Earlier this month German challenger bank N26 announced that that they would withdraw from the UK market on April 15, citing Brexit as the reason. On February 3, the Telegraph reported that UK fintech Revolut will move its European payments base from London to Ireland and Lithuania after Brexit.
“Because if you look at it, most of these [challenger] banks are operating on thin margins; they are basing their whole strategy on customer growth and the volumes driving their revenues. However, I also believe that if you look at the UK as a market, it’s a fixed number of people, and if you look at the number of challenger banks that are in the market with similar offers to your customers, all basically premised on superior experience driven by the channels plus much lower costs than high street banks. The proposition to customers is the same, and how many can the market bear?
“Even today we’re talking of tens of challenger banks that are competing for the same fixed set of customers and somewhere some consolidation has to happen. Because you can’t have 50 banks, each with superior growth plan missions, saying ‘I want five million customers’ with the same base of max 30, 35 million customers possibly. Brexit just adds that uncertainty into the mix.”
Yet some commentators have expressed scepticism over citing Brexit as a key struggle for challengers.
“We just had N26 announce that they're allegedly because of Brexit withdrawing from the market – I don't believe that I'm honest,” says Mark O’Keefe, Payments Systems Regulator (PSR) panel member and founding director at Optima Consultancy.
“I think most industry commentators actually say when you look at it, they were too late to the party, they weren't able to put a proposition that created quite a difference between them and those who were there before them, and there are bigger fish to fry in other markets where it's not as competitive – and that's a relatively agile challenger.”
Jain says challengers will need to up their propositions in order to compete, but that market consolidation is inevitable.
“How many challengers are making money? They might be in the market, they might be valued, they might be unicorns – where market valuation is very high, but how many of them are actually making money? To run a bank, they need to make money,” says Jain.

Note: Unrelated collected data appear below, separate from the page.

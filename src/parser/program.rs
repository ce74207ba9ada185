// パス: src/parser/program.rs
// 役割: 文・宣言・モジュール項目の構文解析ルーチンを実装する
// 意図: 文レベルの解析ロジックを式解析から分離し可読性を高める
// 関連ファイル: src/parser/expr.rs, src/parser/pattern.rs, src/parser/mod.rs

use std::rc::Rc;

use super::*;
use crate::ast::{
    CatchClause, Expr, ForHead, ForInit, FunctionBody, FunctionDef, FunctionFlavor, Param,
    Pattern, Stmt, SwitchCase, VarDeclarator, VarKind,
};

“I believe that there are going to be two levels of consolidation. One, with many of the challenger banks either being taken on by other challenger banks, the more mature ones. But also, by some of these banks like RBS looking at launching a digital bank themselves, and if you look at the kind of budgets these people are talking about trying to launch a digital bank, they might as well be served by buying a stake or taking over a challenger bank.”

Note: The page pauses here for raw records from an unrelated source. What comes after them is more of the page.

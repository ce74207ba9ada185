// パス: src/interpreter/mod.rs
// 役割: AST を直接評価するツリー評価器と、その実行環境（realm）を定義する
// 意図: ヒープ・グローバル環境・関数表・ジョブキューを 1 つの構造体に集約し、REPL から駆動できるようにする
// 関連ファイル: src/interpreter/eval.rs, src/interpreter/builtins/mod.rs, runtime_heap/src/heap.rs
//! インタプリタ
//!
//! - スクリプト関数は `closures` 表、ネイティブ関数は `natives` 表の添字で参照する。
//! - スクリプトの例外は `Abrupt::Throw(Value)` として Rust 側を伝播する。
//! - Promise のジョブは `run_jobs` でまとめて消化する（マイクロタスクのチェックポイント）。

use std::cell::Cell;
use std::collections::{HashMap, VecDeque};
use std::rc::Rc;

use fancy_regex::Regex;
use runtime_heap::{
    Attributes, FunctionCode, FunctionData, FunctionKind, Heap, ObjectId, ObjectKind, Property,
    PropertyKey, SymbolId, TracebackFrame, Value,
};

use crate::ast::{FunctionDef, Program};

mod builtins;
mod eval;
mod function;
mod generator;
mod host;
mod iter;
mod ops;
mod promise;
mod property;
mod scope;
pub(crate) mod text;

pub use host::{CaptureHost, ConsoleHost, LogLevel, NullHost, RejectionEvent};
pub use scope::ScopeRef;
pub(crate) use builtins::date_to_string;
pub(crate) use eval::describe_callee;
pub(crate) use ops::number_op;

use iter::{GeneratorState, IterState};
use promise::Job;
use scope::Scope;

/// 評価の中断理由。スクリプトの例外と、ホストからの終了要求。
#[derive(Clone, Debug)]
pub enum Abrupt {
    Throw(Value),
    Exit(i32),
}

pub type JsResult<T> = Result<T, Abrupt>;

/// ネイティブ関数の実体。引数は (インタプリタ, this, 引数列)。
pub type NativeFn = Rc<dyn Fn(&mut Interpreter, Value, &[Value]) -> JsResult<Value>>;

Consolidation could occur over the next year or two, according to Jain. Challenger banks’ success will depend on their abilities to provide traditional services such as lending products, as well as incumbent banks’ ability to adapt to changing customer expectations.

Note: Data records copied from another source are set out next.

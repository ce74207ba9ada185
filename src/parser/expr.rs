// パス: src/parser/expr.rs
// 役割: 式（代入・二項演算・単項・呼び出し・リテラル）の構文解析を実装する
// 意図: 優先順位表に基づく二項演算の解析と、アロー関数などの先読み判定をまとめる
// 関連ファイル: src/parser/mod.rs, src/parser/pattern.rs, src/ast.rs

use std::rc::Rc;

use num_bigint::BigInt;
use num_traits::Num;

use super::*;
use crate::ast::{
    Argument, ArrayElement, AssignOp, BinaryOp, Expr, FunctionBody, FunctionDef, FunctionFlavor,
    LogicalOp, MemberProp, Param, Pattern, PropDef, PropKey, UnaryOp, UpdateOp,
};
use crate::lexer::{split_template, TemplatePart};

/// 二項演算子の優先順位（大きいほど強く結合する）。
enum Infix {
    Binary(BinaryOp),
    Logical(LogicalOp),
}

fn infix_of(kind: TokenKind) -> Option<(u8, Infix)> {
    use TokenKind::*;
    Some(match kind {
        DoubleQuestionMark => (1, Infix::Logical(LogicalOp::Nullish)),
        DoublePipe => (1, Infix::Logical(LogicalOp::Or)),
        DoubleAmpersand => (2, Infix::Logical(LogicalOp::And)),
        Pipe => (3, Infix::Binary(BinaryOp::BitOr)),
        Caret => (4, Infix::Binary(BinaryOp::BitXor)),
        Ampersand => (5, Infix::Binary(BinaryOp::BitAnd)),
        EqualsEquals => (6, Infix::Binary(BinaryOp::Eq)),
        ExclamationMarkEquals => (6, Infix::Binary(BinaryOp::NotEq)),
        EqualsEqualsEquals => (6, Infix::Binary(BinaryOp::StrictEq)),
        ExclamationMarkEqualsEquals => (6, Infix::Binary(BinaryOp::StrictNotEq)),
        LessThan => (7, Infix::Binary(BinaryOp::Lt)),
        LessThanEquals => (7, Infix::Binary(BinaryOp::LtEq)),
        GreaterThan => (7, Infix::Binary(BinaryOp::Gt)),
        GreaterThanEquals => (7, Infix::Binary(BinaryOp::GtEq)),
        Instanceof => (7, Infix::Binary(BinaryOp::Instanceof)),
        In => (7, Infix::Binary(BinaryOp::In)),
        ShiftLeft => (8, Infix::Binary(BinaryOp::Shl)),
        ShiftRight => (8, Infix::Binary(BinaryOp::Shr)),
        UnsignedShiftRight => (8, Infix::Binary(BinaryOp::UShr)),
        Plus => (9, Infix::Binary(BinaryOp::Add)),
        Minus => (9, Infix::Binary(BinaryOp::Sub)),
        Asterisk => (10, Infix::Binary(BinaryOp::Mul)),
        Slash => (10, Infix::Binary(BinaryOp::Div)),
        Percent => (10, Infix::Binary(BinaryOp::Mod)),
        DoubleAsterisk => (11, Infix::Binary(BinaryOp::Exp)),
        _ => return None,
    })
}

fn assign_op_of(kind: TokenKind) -> Option<AssignOp> {
    use TokenKind::*;
    Some(match kind {
        Equals => AssignOp::Assign,
        PlusEquals => AssignOp::Compound(BinaryOp::Add),
        MinusEquals => AssignOp::Compound(BinaryOp::Sub),
        AsteriskEquals => AssignOp::Compound(BinaryOp::Mul),
        SlashEquals => AssignOp::Compound(BinaryOp::Div),
        PercentEquals => AssignOp::Compound(BinaryOp::Mod),
        DoubleAsteriskEquals => AssignOp::Compound(BinaryOp::Exp),
        AmpersandEquals => AssignOp::Compound(BinaryOp::BitAnd),
        PipeEquals => AssignOp::Compound(BinaryOp::BitOr),
        CaretEquals => AssignOp::Compound(BinaryOp::BitXor),
        ShiftLeftEquals => AssignOp::Compound(BinaryOp::Shl),
        ShiftRightEquals => AssignOp::Compound(BinaryOp::Shr),
        UnsignedShiftRightEquals => AssignOp::Compound(BinaryOp::UShr),
        DoubleAmpersandEquals => AssignOp::Logical(LogicalOp::And),
        DoublePipeEquals => AssignOp::Logical(LogicalOp::Or),
        DoubleQuestionMarkEquals => AssignOp::Logical(LogicalOp::Nullish),
        _ => return None,
    })
}

/// 数値リテラルの文字列を f64 に変換する（区切り `_` と基数接頭辞に対応）。
pub(crate) fn parse_numeric_literal(text: &str) -> Option<f64> {
    let cleaned: String = text.chars().filter(|c| *c != '_').collect();
    let lower = cleaned.to_ascii_lowercase();
    let radix = if lower.starts_with("0x") {
        16
    } else if lower.starts_with("0o") {
        8
    } else if lower.starts_with("0b") {
        2
    } else {
        return cleaned.parse::<f64>().ok();
    };
    let digits = &cleaned[2..];
    if digits.is_empty() {
        return None;
    }
    let mut value = 0f64;
    for c in digits.chars() {
        value = value * radix as f64 + c.to_digit(radix)? as f64;
    }
    Some(value)
}

/// BigInt リテラル（末尾 `n` を除いた部分）を 10 進文字列へ正規化する。
fn parse_bigint_literal(text: &str) -> Option<String> {
    let cleaned: String = text.chars().filter(|c| *c != '_').collect();
    let lower = cleaned.to_ascii_lowercase();
    let (radix, digits) = match lower.get(..2) {
        Some("0x") => (16, &cleaned[2..]),
        Some("0o") => (8, &cleaned[2..]),
        Some("0b") => (2, &cleaned[2..]),
        _ => (10, cleaned.as_str()),
    };
    BigInt::from_str_radix(digits, radix).ok().map(|n| n.to_string())
}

“I wouldn’t be surprised if there is a set of the population which could start considering [challengers] as their main bank, but again it depends on how mature they become. Also, on the other side – how much do the main banks change themselves? If the main banks become far more responsive to the customers’ needs and meet a particular standard which the challenger banks are providing the customers, then there’s no incentive for customers to necessarily change.
“These banks are constrained by a number of things: their structure, their policies, ecosystems and their internal bureaucracies, and until they fundamentally changed from the top down, [the challenger banks] not going to go anywhere.”